# 5th June - Waxstock



## chris2110 (Jul 15, 2013)

Looks like Waxstock is going ahead this year? Do we have a thread for it? 
Apologies if we do but I can only find this https://www.detailingworld.co.uk/forum/showthread.php?t=426450 which appears a bit vague!


----------



## WHIZZER (Oct 25, 2005)

Im sure the Waxstock chaps will be along soon to post all the details


----------



## rojer386 (Mar 15, 2008)

Due to work and family commitments (read that as a toddler deciding on how I spend my time these days) I'm ashamed to say that I've not been on here for a while but.....prior to this post I have just booked the hotel for macca666 and I for this years show! Woohoo!
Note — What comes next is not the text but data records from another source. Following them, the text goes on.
use std::collections::BTreeMap;

use chrono::NaiveDate;
use log::{debug, warn};
use once_cell::sync::Lazy;
use regex::Regex;

use crate::model::{FractionMembership, RecordErrors};

/// The party reported when a mandate has no usable membership history.
pub const UNKNOWN_PARTY: &str = "unknown";

static RE_SINCE: Lazy<Regex> = Lazy::new(|| Regex::new(r"(.+)\sseit").unwrap());

const DEFAULT_ALIASES: [(&str, &str); 6] = [
    ("BÜNDNIS`90/DIE GRÜNEN", "BÜ90/GR"),
    ("BÜNDNIS 90/DIE GRÜNEN", "BÜ90/GR"),
    ("Bündnis 90/Die Grünen", "BÜ90/GR"),
    ("DIE LINKE", "DIE LINKE."),
    ("fraktionslos", "Fraktionslos"),
    ("fraktionslose", "Fraktionslos"),
];

/// Maps the many spellings of a party or faction to one canonical label.
///
/// Aliases never point to another alias, so applying the map twice gives
/// the same result as applying it once.
#[derive(Eq, PartialEq, Debug, Clone)]
pub struct PartyCanon {
    aliases: BTreeMap<String, String>,
}

impl Default for PartyCanon {
    fn default() -> Self {
        PartyCanon {
            aliases: DEFAULT_ALIASES
                .iter()
                .map(|(alias, canonical)| (alias.to_string(), canonical.to_string()))
                .collect(),
        }
    }
}

impl PartyCanon {
    /// The default aliases, extended (or overridden) by the given ones.
    pub fn with_aliases(extra: &BTreeMap<String, String>) -> Result<PartyCanon, RecordErrors> {
        let mut aliases = PartyCanon::default().aliases;
        for (alias, canonical) in extra.iter() {
            aliases.insert(alias.clone(), canonical.clone());
        }
        // An alias mapping to itself is harmless.
        aliases.retain(|alias, canonical| alias != canonical);
        for (alias, canonical) in aliases.iter() {
            if aliases.contains_key(canonical) {
                return Err(RecordErrors::ChainedPartyAlias {
                    alias: alias.clone(),
                    target: canonical.clone(),
                });
            }
        }
        debug!("with_aliases: {} aliases", aliases.len());
        Ok(PartyCanon { aliases })
    }

    /// The canonical label. Unknown labels pass through unchanged.
    pub fn canonicalize(&self, label: &str) -> String {
        match self.aliases.get(label) {
            Some(canonical) => canonical.clone(),
            None => label.to_string(),
        }
    }
}

/// Extracts the party from a membership label such as `SPD seit 24.10.2017`.
///
/// Labels without the `seit` suffix are returned trimmed. Returns `None` when
/// the suffix is there but nothing precedes it.
pub fn extract_party(label: &str) -> Option<String> {
    if !label.contains("seit") {
        let trimmed = label.trim();
        return if trimmed.is_empty() {
            None
        } else {
            Some(trimmed.to_string())
        };
    }
    RE_SINCE
        .captures(label)
        .and_then(|c| c.get(1))
        .map(|m| m.as_str().trim().to_string())
        .filter(|s| !s.is_empty())
}

pub fn parse_membership_date(value: &str) -> Option<NaiveDate> {
    NaiveDate::parse_from_str(value.trim(), "%Y-%m-%d").ok()
}

/// The party derived from a membership history.
#[derive(Eq, PartialEq, Debug, Clone)]
pub struct PartyDerivation {
    pub party: String,
    /// Every party in the history, in published order.
    pub all_parties: Vec<String>,
    /// Set when the history does not single out one party with certainty.
    pub ambiguous: bool,
}

struct DatedMembership {
    party: String,
    from: Option<NaiveDate>,
    until: Option<NaiveDate>,
    dates_ok: bool,
}

/// Picks the party from a membership history.
///
/// The membership with the latest start date wins. Memberships without a
/// start date rank below any dated one, and ties go to the later entry in
/// the list. An empty history gives [`UNKNOWN_PARTY`].
pub fn derive_party(memberships: &[FractionMembership]) -> PartyDerivation {
    if memberships.is_empty() {
        return PartyDerivation {
            party: UNKNOWN_PARTY.to_string(),
            all_parties: Vec::new(),
            ambiguous: false,
        };
    }

    let mut ambiguous = false;
    let mut dated: Vec<DatedMembership> = Vec::new();
    for membership in memberships.iter() {
        let party = match extract_party(&membership.label) {
            Some(p) => p,
            None => {
                warn!(
                    "derive_party: could not extract a party from label {:?}",
                    membership.label
                );
                ambiguous = true;
                membership.label.trim().to_string()
            }
        };
        let from = membership
            .valid_from
            .as_deref()
            .and_then(parse_membership_date);
        let until = membership
            .valid_until
            .as_deref()
            .and_then(parse_membership_date);
        let dates_ok = from.is_some()
            && (membership.valid_until.is_none() || until.is_some());
        dated.push(DatedMembership {
            party,
            from,
            until,
            dates_ok,
        });
    }

    if dated.len() > 1 {
        if dated.iter().any(|m| !m.dates_ok) {
            ambiguous = true;
        }
        if has_overlap(&dated) {
            ambiguous = true;
        }
    }

    // (start date, position): None sorts first and the later position wins ties.
    let chosen = dated
        .iter()
        .enumerate()
        .max_by_key(|(idx, m)| (m.from, *idx))
        .map(|(_, m)| m.party.clone())
        .unwrap_or_else(|| UNKNOWN_PARTY.to_string());

    PartyDerivation {
        party: chosen,
        all_parties: dated.into_iter().map(|m| m.party).collect(),
        ambiguous,
    }
}

fn has_overlap(memberships: &[DatedMembership]) -> bool {
    let mut intervals: Vec<(NaiveDate, Option<NaiveDate>)> = memberships
        .iter()
        .filter_map(|m| m.from.map(|from| (from, m.until)))
        .collect();
    intervals.sort();
    intervals.windows(2).any(|pair| match pair[0].1 {
        None => true,
        Some(until) => until > pair[1].0,
    })
}
//! Test doubles for the network and the workbook reader.

use crate::pipeline::config_reader::{validate_config, Overrides, PipelineConfig};
use crate::pipeline::io_http::Transport;
use crate::pipeline::io_sheets::{SheetGrid, WorkbookLoader};
use crate::pipeline::store::ArtifactStore;
use crate::pipeline::*;

use calamine::DataType;
use std::cell::RefCell;
use std::collections::HashMap;
use url::Url;

pub fn store_in(dir: &Path) -> ArtifactStore {
    ArtifactStore::new(&settings_in(dir))
}

pub fn settings_in(dir: &Path) -> config_reader::Settings {
    let overrides = Overrides {
        data_dir: Some(dir.display().to_string()),
        ..Overrides::default()
    };
    let mut settings = validate_config(&PipelineConfig::default(), &overrides).unwrap();
    settings.request_delay = std::time::Duration::ZERO;
    settings.sheet_delay = std::time::Duration::ZERO;
    settings.jitter = std::time::Duration::ZERO;
    settings
}

/// Answers requests from a function and records every requested URL.
pub struct StubTransport {
    respond: Box<dyn Fn(&Url) -> Option<Vec<u8>>>,
    calls: RefCell<Vec<String>>,
}

impl StubTransport {
    pub fn new<F>(respond: F) -> StubTransport
    where
        F: Fn(&Url) -> Option<Vec<u8>> + 'static,
    {
        StubTransport {
            respond: Box::new(respond),
            calls: RefCell::new(Vec::new()),
        }
    }

    pub fn calls(&self) -> Vec<String> {
        self.calls.borrow().clone()
    }
}

impl Transport for StubTransport {
    fn get(&self, url: &Url) -> PipelineResult<Vec<u8>> {
        self.calls.borrow_mut().push(url.to_string());
        match (self.respond)(url) {
            Some(bytes) => Ok(bytes),
            None => HttpStatusSnafu {
                url: url.as_str(),
                status: 404u16,
            }
            .fail(),
        }
    }
}

/// Serves workbooks from memory, by file name.
#[derive(Default)]
pub struct InMemoryLoader {
    pub grids: HashMap<String, SheetGrid>,
}

impl InMemoryLoader {
    pub fn with(mut self, file_name: &str, grid: SheetGrid) -> InMemoryLoader {
        self.grids.insert(file_name.to_string(), grid);
        self
    }
}

impl WorkbookLoader for InMemoryLoader {
    fn load(&self, path: &Path) -> PipelineResult<SheetGrid> {
        let name = simplify_file_name(path)?;
        match self.grids.get(&name) {
            Some(grid) => Ok(grid.clone()),
            None => EmptyExcelSnafu {
                path: path.display().to_string(),
            }
            .fail(),
        }
    }
}

pub const SHEET_HEADER: [&str; 15] = [
    "Wahlperiode",
    "Sitzungnr",
    "Abstimmnr",
    "Fraktion/Gruppe",
    "Name",
    "Vorname",
    "Titel",
    "ja",
    "nein",
    "Enthaltung",
    "ungültig",
    "nichtabgegeben",
    "Bezeichnung",
    "Bemerkung",
    "Extra",
];

/// A sheet with the published header, one row per (surname, faction, outcome column).
pub fn sheet_grid(members: &[(&str, &str, &str)]) -> SheetGrid {
    let mut rows: Vec<Vec<DataType>> = vec![SHEET_HEADER
        .iter()
        .map(|h| DataType::String(h.to_string()))
        .collect()];
    for (surname, faction, outcome) in members.iter() {
        let mut row = vec![
            DataType::Float(19.0),
            DataType::Float(176.0),
            DataType::Int(1),
            DataType::String(faction.to_string()),
            DataType::String(surname.to_string()),
            DataType::String("Jo".to_string()),
            DataType::Empty,
        ];
        for column in ["ja", "nein", "Enthaltung", "ungültig", "nichtabgegeben"] {
            row.push(if column == *outcome {
                DataType::Float(1.0)
            } else {
                DataType::Float(0.0)
            });
        }
        row.push(DataType::String(format!("{}, Jo", surname)));
        row.push(DataType::Empty);
        row.push(DataType::String("ignored".to_string()));
        rows.push(row);
    }
    SheetGrid {
        sheet_names: vec!["Tabelle1".to_string()],
        rows,
    }
}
Look forward to getting the new wrist bands in the post soon.


----------



## chris2110 (Jul 15, 2013)

rojer386 said:


> Due to work and family commitments (read that as a toddler deciding on how I spend my time these days) I'm ashamed to say that I've not been on here for a while but.....prior to this post I have just booked the hotel for macca666 and I for this years show! Woohoo!
> 
> Look forward to getting the new wrist bands in the post soon.
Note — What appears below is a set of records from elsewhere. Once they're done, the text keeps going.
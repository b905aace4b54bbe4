// ********* Outcome enumerations ***********

use std::error::Error;
use std::fmt::Display;

use chrono::NaiveDate;

/// The five outcome columns of a roll-call spreadsheet.
///
/// Exactly one of them is set for every member in a well-formed sheet.
#[derive(Eq, PartialEq, Debug, Clone, Copy, Hash, Ord, PartialOrd)]
pub enum SheetOutcome {
    Yes,
    No,
    Abstain,
    Invalid,
    Absent,
}

impl SheetOutcome {
    /// All the outcomes, in the column order of the published sheets.
    pub const ALL: [SheetOutcome; 5] = [
        SheetOutcome::Yes,
        SheetOutcome::No,
        SheetOutcome::Abstain,
        SheetOutcome::Invalid,
        SheetOutcome::Absent,
    ];

    /// The header of the column carrying this outcome.
    pub fn column(&self) -> &'static str {
        match self {
            SheetOutcome::Yes => "ja",
            SheetOutcome::No => "nein",
            SheetOutcome::Abstain => "Enthaltung",
            SheetOutcome::Invalid => "ungültig",
            SheetOutcome::Absent => "nichtabgegeben",
        }
    }

    pub fn from_column(name: &str) -> Option<SheetOutcome> {
        SheetOutcome::ALL.into_iter().find(|o| o.column() == name)
    }
}

/// The outcome of one vote, as reported by the API.
#[derive(Eq, PartialEq, Debug, Clone, Copy, Hash, Ord, PartialOrd)]
pub enum ApiOutcome {
    Yes,
    No,
    Abstain,
    NoShow,
}

impl ApiOutcome {
    pub fn parse(value: &str) -> Option<ApiOutcome> {
        match value {
            "yes" => Some(ApiOutcome::Yes),
            "no" => Some(ApiOutcome::No),
            "abstain" => Some(ApiOutcome::Abstain),
            "no_show" => Some(ApiOutcome::NoShow),
            _ => None,
        }
    }

    pub fn label(&self) -> &'static str {
        match self {
            ApiOutcome::Yes => "yes",
            ApiOutcome::No => "no",
            ApiOutcome::Abstain => "abstain",
            ApiOutcome::NoShow => "no_show",
        }
    }
}

/// The outcome vocabulary shared by both sources after normalization.
#[derive(Eq, PartialEq, Debug, Clone, Copy, Hash, Ord, PartialOrd)]
pub enum VoteOutcome {
    Yes,
    No,
    Abstain,
    Invalid,
    Absent,
}

impl VoteOutcome {
    pub fn label(&self) -> &'static str {
        match self {
            VoteOutcome::Yes => "yes",
            VoteOutcome::No => "no",
            VoteOutcome::Abstain => "abstain",
            VoteOutcome::Invalid => "invalid",
            VoteOutcome::Absent => "absent",
        }
    }
}

impl From<SheetOutcome> for VoteOutcome {
    fn from(outcome: SheetOutcome) -> Self {
        match outcome {
            SheetOutcome::Yes => VoteOutcome::Yes,
            SheetOutcome::No => VoteOutcome::No,
            SheetOutcome::Abstain => VoteOutcome::Abstain,
            SheetOutcome::Invalid => VoteOutcome::Invalid,
            SheetOutcome::Absent => VoteOutcome::Absent,
        }
    }
}

impl From<ApiOutcome> for VoteOutcome {
    fn from(outcome: ApiOutcome) -> Self {
        match outcome {
            ApiOutcome::Yes => VoteOutcome::Yes,
            ApiOutcome::No => VoteOutcome::No,
            ApiOutcome::Abstain => VoteOutcome::Abstain,
            ApiOutcome::NoShow => VoteOutcome::Absent,
        }
    }
}

// ********* Spreadsheet track ***********

/// The outcome flags of one sheet row, as integers read from the cells.
///
/// Empty cells are read as 0.
#[derive(Eq, PartialEq, Debug, Clone, Copy, Default)]
pub struct OutcomeFlags {
    pub yes: u32,
    pub no: u32,
    pub abstain: u32,
    pub invalid: u32,
    pub absent: u32,
}

impl OutcomeFlags {
    pub fn one_hot(outcome: SheetOutcome) -> OutcomeFlags {
        let mut flags = OutcomeFlags::default();
        flags.set(outcome, 1);
        flags
    }

    pub fn get(&self, outcome: SheetOutcome) -> u32 {
        match outcome {
            SheetOutcome::Yes => self.yes,
            SheetOutcome::No => self.no,
            SheetOutcome::Abstain => self.abstain,
            SheetOutcome::Invalid => self.invalid,
            SheetOutcome::Absent => self.absent,
        }
    }

    pub fn set(&mut self, outcome: SheetOutcome, value: u32) {
        match outcome {
            SheetOutcome::Yes => self.yes = value,
            SheetOutcome::No => self.no = value,
            SheetOutcome::Abstain => self.abstain = value,
            SheetOutcome::Invalid => self.invalid = value,
            SheetOutcome::Absent => self.absent = value,
        }
    }

    pub fn sum(&self) -> u32 {
        SheetOutcome::ALL.iter().map(|o| self.get(*o)).sum()
    }
}

/// The member columns of a sheet row.
#[derive(Eq, PartialEq, Debug, Clone)]
pub struct SheetMember {
    pub legislative_period: u32,
    pub session: u32,
    pub ballot: u32,
    pub faction: String,
    pub surname: String,
    pub first_name: String,
    /// Academic title, usually empty.
    pub honorific: String,
    pub display_name: String,
    pub remark: Option<String>,
}

/// One member in one sheet, in the wide layout: one flag per outcome.
#[derive(Eq, PartialEq, Debug, Clone)]
pub struct SheetVoteRow {
    pub member: SheetMember,
    pub flags: OutcomeFlags,
    pub date: Option<NaiveDate>,
    pub title: String,
    pub sheet_name: String,
}

/// One member in one sheet, in the long layout: a single outcome.
#[derive(Eq, PartialEq, Debug, Clone)]
pub struct SheetVote {
    pub member: SheetMember,
    pub vote: SheetOutcome,
    pub date: Option<NaiveDate>,
    pub title: String,
    pub sheet_name: String,
}

// ********* API track ***********

#[derive(Eq, PartialEq, Debug, Clone)]
pub struct Poll {
    pub poll_id: u64,
    pub title: String,
    /// Plain text, markup removed.
    pub description: String,
    pub first_committee: Option<String>,
    pub legislature_id: u64,
    pub legislature_period: String,
    pub date: Option<NaiveDate>,
}

/// One entry of the faction membership history of a mandate.
///
/// The dates are kept as published; they are parsed when the party is derived.
#[derive(Eq, PartialEq, Debug, Clone)]
pub struct FractionMembership {
    pub label: String,
    pub valid_from: Option<String>,
    pub valid_until: Option<String>,
}

#[derive(Eq, PartialEq, Debug, Clone)]
pub struct Mandate {
    pub mandate_id: u64,
    pub mandate_label: String,
    pub politician_id: u64,
    pub politician_name: String,
    pub politician_url: Option<String>,
    pub legislature_id: u64,
    pub legislature_period: String,
    pub start_date: Option<String>,
    pub end_date: Option<String>,
    pub constituency_id: Option<u64>,
    pub constituency_name: Option<String>,
    pub memberships: Vec<FractionMembership>,
    /// The party derived from the membership history.
    pub party: String,
    pub all_parties: Vec<String>,
    pub party_ambiguous: bool,
}

#[derive(Eq, PartialEq, Debug, Clone)]
pub struct Vote {
    pub vote_id: u64,
    pub mandate_id: u64,
    pub mandate_label: String,
    pub poll_id: u64,
    pub vote: ApiOutcome,
    pub reason_no_show: Option<String>,
    pub reason_no_show_other: Option<String>,
}

// ******** Normalized output *********

#[derive(Eq, PartialEq, Debug, Clone, Copy, Hash, Ord, PartialOrd)]
pub enum Source {
    Sheet,
    Api,
}

impl Source {
    pub fn label(&self) -> &'static str {
        match self {
            Source::Sheet => "sheet",
            Source::Api => "api",
        }
    }
}

/// One vote by one member on one issue, independent of where it came from.
#[derive(Eq, PartialEq, Debug, Clone)]
pub struct NormalizedVoteRecord {
    /// The display name for sheet records, the mandate id for API records.
    pub member_or_mandate_id: String,
    /// The sheet date and title, or the poll id.
    pub issue_id: String,
    pub date: Option<NaiveDate>,
    pub title: String,
    pub party: String,
    pub vote: VoteOutcome,
    pub source: Source,
}

// ********* Pipeline stages **********

/// How far a unit of work has progressed. Stages only move forward.
#[derive(Eq, PartialEq, Debug, Clone, Copy, Hash, Ord, PartialOrd)]
pub enum Stage {
    NotFetched,
    RawOnDisk,
    Parsed,
    Normalized,
}

/// Which occurrence survives when records share a key.
#[derive(Eq, PartialEq, Debug, Clone, Copy)]
pub enum DedupPolicy {
    KeepFirstByArrival,
    KeepLastByArrival,
}

/// Errors raised by the record rules.
#[derive(Eq, PartialEq, Debug, Clone)]
pub enum RecordErrors {
    /// A sheet row does not have exactly one outcome flag set.
    OutcomeFlagSum { row: usize, sum: u32 },
    /// A party alias points to a name that is itself an alias.
    ChainedPartyAlias { alias: String, target: String },
    /// A record is missing a value that every record must carry.
    MissingValue { row: usize, column: &'static str },
}

impl Error for RecordErrors {}

impl Display for RecordErrors {
    fn fmt(&self, f: &mut std::fmt::Formatter<'_>) -> std::fmt::Result {
        match self {
            RecordErrors::OutcomeFlagSum { row, sum } => write!(
                f,
                "row {}: expected exactly one outcome flag, found a sum of {}",
                row, sum
            ),
            RecordErrors::ChainedPartyAlias { alias, target } => write!(
                f,
                "party alias {:?} maps to {:?}, which is itself an alias",
                alias, target
            ),
            RecordErrors::MissingValue { row, column } => {
                write!(f, "row {}: missing value in column {}", row, column)
            }
        }
    }
}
Same RE the wristbands, not so much the toddler.....
Lets hope there is a decent turnout both public and traders!


----------



## Vans (May 18, 2020)

WHIZZER said:


> Im sure the Waxstock chaps will be along soon to post all the details


They certainly havent posted anything yet and its only just over 3 months till it is due to take place.


----------



## Mirror Finish Details (Aug 21, 2008)

Any idea of ticket prices?


----------



## nbray67 (Mar 22, 2012)

With it being a no go for the last 2yrs I would've thought the organisers/promoters would've been throwing this out way before now.

Interest is there so it'd be great to actually see some movement/info around it.


----------



## Mirror Finish Details (Aug 21, 2008)

nbray67 said:


> With it being a no go for the last 2yrs I would've thought the organisers/promoters would've been throwing this out way before now.
> 
> Interest is there so it'd be great to actually see some movement/info around it.
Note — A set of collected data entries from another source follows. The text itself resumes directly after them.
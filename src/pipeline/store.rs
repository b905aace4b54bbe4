use crate::pipeline::config_reader::Settings;
use crate::pipeline::*;

use serde::de::DeserializeOwned;
use serde::Serialize;
use std::collections::BTreeSet;
use std::fs::File;

static RE_VOTES_FILE: Lazy<Regex> = Lazy::new(|| Regex::new(r"^poll_(\d+)_votes\.json$").unwrap());
static RE_PAGE_FILE: Lazy<Regex> = Lazy::new(|| Regex::new(r"^page_(\d+)\.json$").unwrap());

/// The listings fetched page by page from the API.
#[derive(Eq, PartialEq, Debug, Clone, Copy)]
pub enum Listing {
    Polls,
    Mandates,
}

impl Listing {
    pub fn name(&self) -> &'static str {
        match self {
            Listing::Polls => "polls",
            Listing::Mandates => "mandates",
        }
    }
}

/// Where every artifact of the pipeline lives.
///
/// The layout is `<data>/<raw|preprocessed>/<source>/...`. All paths are
/// derived from the settings; nothing else in the pipeline builds paths.
#[derive(Eq, PartialEq, Debug, Clone)]
pub struct ArtifactStore {
    raw_sheets: PathBuf,
    raw_api: PathBuf,
    out_sheets: PathBuf,
    out_api: PathBuf,
}

impl ArtifactStore {
    pub fn new(settings: &Settings) -> ArtifactStore {
        let raw = settings.data_dir.join(&settings.raw_dir);
        let out = settings.data_dir.join(&settings.preprocessed_dir);
        ArtifactStore {
            raw_sheets: raw.join(&settings.sheets_source),
            raw_api: raw.join(&settings.api_source),
            out_sheets: out.join(&settings.sheets_source),
            out_api: out.join(&settings.api_source),
        }
    }

    // ******** Spreadsheet track ********

    /// The saved listing pages (html) the sheet links are harvested from.
    pub fn listing_dir(&self) -> PathBuf {
        self.raw_sheets.join("htm_files")
    }

    pub fn sheet_links_file(&self) -> PathBuf {
        self.raw_sheets.join("sheet_links.json")
    }

    pub fn sheet_dir(&self) -> PathBuf {
        self.raw_sheets.join("sheets")
    }

    pub fn sheet_votes_file(&self, period: u32) -> PathBuf {
        self.out_sheets.join(format!("sheet_votes_{}.parquet", period))
    }

    pub fn sheet_normalized_file(&self, period: u32) -> PathBuf {
        self.out_sheets
            .join(format!("normalized_votes_{}.parquet", period))
    }

    // ******** API track ********

    pub fn listing_page_dir(&self, listing: Listing, legislature_id: u64) -> PathBuf {
        self.raw_api
            .join(format!("{}_legislature_{}", listing.name(), legislature_id))
    }

    pub fn listing_page_file(&self, listing: Listing, legislature_id: u64, page: u32) -> PathBuf {
        self.listing_page_dir(listing, legislature_id)
            .join(format!("page_{}.json", page))
    }

    pub fn votes_dir(&self, legislature_id: u64) -> PathBuf {
        self.raw_api
            .join(format!("votes_legislature_{}", legislature_id))
    }

    pub fn votes_file(&self, legislature_id: u64, poll_id: u64) -> PathBuf {
        self.votes_dir(legislature_id)
            .join(format!("poll_{}_votes.json", poll_id))
    }

    pub fn polls_table_file(&self, legislature_id: u64) -> PathBuf {
        self.out_api.join(format!("polls_{}.parquet", legislature_id))
    }

    pub fn mandates_table_file(&self, legislature_id: u64) -> PathBuf {
        self.out_api
            .join(format!("mandates_{}.parquet", legislature_id))
    }

    pub fn votes_table_file(&self, legislature_id: u64) -> PathBuf {
        self.out_api.join(format!("votes_{}.parquet", legislature_id))
    }

    pub fn compiled_votes_file(&self, legislature_id: u64) -> PathBuf {
        self.out_api
            .join(format!("compiled_votes_legislature_{}.csv", legislature_id))
    }

    pub fn api_normalized_file(&self, legislature_id: u64) -> PathBuf {
        self.out_api
            .join(format!("normalized_votes_{}.parquet", legislature_id))
    }

    // ******** Manifests ********

    /// The sheet files consumed by the finished transforms, with the periods they hold.
    pub fn sheet_manifest_file(&self) -> PathBuf {
        self.out_sheets.join("transformed_sheets.json")
    }

    /// The polls whose votes went into the normalized table of a legislature.
    pub fn api_manifest_file(&self, legislature_id: u64) -> PathBuf {
        self.out_api
            .join(format!("normalized_polls_{}.json", legislature_id))
    }

    /// The poll ids whose votes are already on disk.
    pub fn persisted_poll_ids(&self, legislature_id: u64) -> PipelineResult<BTreeSet<u64>> {
        let mut ids = BTreeSet::new();
        for path in list_files(&self.votes_dir(legislature_id))? {
            let name = simplify_file_name(&path)?;
            if let Some(id) = RE_VOTES_FILE
                .captures(&name)
                .and_then(|c| c.get(1))
                .and_then(|m| m.as_str().parse::<u64>().ok())
            {
                ids.insert(id);
            }
        }
        debug!(
            "persisted_poll_ids: {} vote files for legislature {}",
            ids.len(),
            legislature_id
        );
        Ok(ids)
    }

    /// The stored pages of a listing, in page order.
    pub fn listing_pages(&self, listing: Listing, legislature_id: u64) -> PipelineResult<Vec<PathBuf>> {
        let mut pages: Vec<(u32, PathBuf)> = Vec::new();
        for path in list_files(&self.listing_page_dir(listing, legislature_id))? {
            let name = simplify_file_name(&path)?;
            if let Some(page) = RE_PAGE_FILE
                .captures(&name)
                .and_then(|c| c.get(1))
                .and_then(|m| m.as_str().parse::<u32>().ok())
            {
                pages.push((page, path));
            }
        }
        pages.sort();
        Ok(pages.into_iter().map(|(_, p)| p).collect())
    }
}

/// The files of a directory, sorted by name. A missing directory has no files.
pub fn list_files(dir: &Path) -> PipelineResult<Vec<PathBuf>> {
    if !dir.exists() {
        return Ok(Vec::new());
    }
    let mut files: Vec<PathBuf> = Vec::new();
    let entries = fs::read_dir(dir).context(ReadingFileSnafu {
        path: dir.display().to_string(),
    })?;
    for entry in entries {
        let entry = entry.context(ReadingFileSnafu {
            path: dir.display().to_string(),
        })?;
        let path = entry.path();
        if path.is_file() && !is_temporary(&path) {
            files.push(path);
        }
    }
    files.sort();
    Ok(files)
}

fn temporary_path(path: &Path) -> PathBuf {
    let mut name = path.as_os_str().to_owned();
    name.push(".tmp");
    PathBuf::from(name)
}

fn is_temporary(path: &Path) -> bool {
    path.extension().map(|e| e == "tmp").unwrap_or(false)
}

fn ensure_parent(path: &Path) -> PipelineResult<()> {
    if let Some(parent) = path.parent() {
        fs::create_dir_all(parent).context(WritingFileSnafu {
            path: parent.display().to_string(),
        })?;
    }
    Ok(())
}

/// Writes a file through a temporary sibling, so that a reader never sees
/// a partial artifact.
pub fn write_atomic(path: &Path, bytes: &[u8]) -> PipelineResult<()> {
    write_with(path, |file| {
        let mut file = file;
        file.write_all(bytes).context(WritingFileSnafu {
            path: path.display().to_string(),
        })
    })
}

/// Like [`write_atomic`], for writers that need the file handle.
pub fn write_with<F>(path: &Path, write: F) -> PipelineResult<()>
where
    F: FnOnce(File) -> PipelineResult<()>,
{
    ensure_parent(path)?;
    let tmp = temporary_path(path);
    let file = File::create(&tmp).context(WritingFileSnafu {
        path: tmp.display().to_string(),
    })?;
    if let Err(e) = write(file) {
        let _ = fs::remove_file(&tmp);
        return Err(e);
    }
    fs::rename(&tmp, path).context(WritingFileSnafu {
        path: path.display().to_string(),
    })?;
    debug!("write_with: wrote {}", path.display());
    Ok(())
}

pub fn read_json<T: DeserializeOwned>(path: &Path) -> PipelineResult<T> {
    let contents = fs::read(path).context(ReadingFileSnafu {
        path: path.display().to_string(),
    })?;
    serde_json::from_slice(&contents).context(ParsingJsonSnafu {
        path: path.display().to_string(),
    })
}

/// Reads a manifest, or its default when it was never written.
pub fn read_manifest<T: DeserializeOwned + Default>(path: &Path) -> PipelineResult<T> {
    if path.exists() {
        read_json(path)
    } else {
        Ok(T::default())
    }
}

pub fn write_json<T: Serialize>(path: &Path, value: &T) -> PipelineResult<()> {
    let bytes = serde_json::to_vec_pretty(value).context(WritingJsonSnafu {})?;
    write_atomic(path, &bytes)
}

pub fn is_zero_sized(path: &Path) -> PipelineResult<bool> {
    let meta = fs::metadata(path).context(ReadingFileSnafu {
        path: path.display().to_string(),
    })?;
    Ok(meta.len() == 0)
}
Yeah. Looks like easy jet won our money instead. Couldn't wait and needed to book flights and apartment.


----------



## macca666 (Mar 30, 2010)

nbray67 said:


> With it being a no go for the last 2yrs I would've thought the organisers/promoters would've been throwing this out way before now.
> 
> Interest is there so it'd be great to actually see some movement/info around it.


Assume you've seen the updates? If not tickets on sale now. if you purchased a 2020 ticket wristbands getting posted March or if you can't make the date they'll refund.

Otherwise tickets are 20 quid advance and 25 on the day if it's not sold out. Think kids tickets are 9 in advance :thumb:


----------



## Vans (May 18, 2020)

macca666 said:


> Assume you've seen the updates? If not tickets on sale now. if you purchased a 2020 ticket wristbands getting posted March or if you can't make the date they'll refund.
> 
> Otherwise tickets are 20 quid advance and 25 on the day if it's not sold out. Think kids tickets are 9 in advance :thumb:


They are too slow with the info for what is supposed to be a big show. 
You would of thought they would of put a list out of the manufacturers etc who will be present.


----------



## Jasonjo (Jan 2, 2019)

Got my 2020 replacement ticket today, completely forget I'd ordered one! - looking forward to attending 

Sent from my iPhone using Tapatalk


----------



## Naddy37 (Oct 27, 2005)

Got my ticket. Had to have the obligatory car sticker too


----------



## Shakmeister5000 (Jul 21, 2021)

Do you guys know if there’s any future events in Scotland? As I’ve always love to attend to see the latest products on show


----------



## beaks (Oct 4, 2019)

I'm interested in this show but as per comments above, there seems to be precious little information about it - and stumping up £20 for something that may be a non-event isn't a gamble I want to take just now...


----------



## macca666 (Mar 30, 2010)

Shakmeister5000 said:


> Do you guys know if there's any future events in Scotland? As I've always love to attend to see the latest products on show


You'll struggle in Scotland. You'll get some traders at the bigger shows but struggle for a waxstock style show. Keepitclean normally have something at Ingleston but it tends to be cars rather than products.

I've been to Waxstock a few times and going this year you just need to get a few mates together and make a weekend of it which is what we do given it's a 6 hour drive :thumb:


----------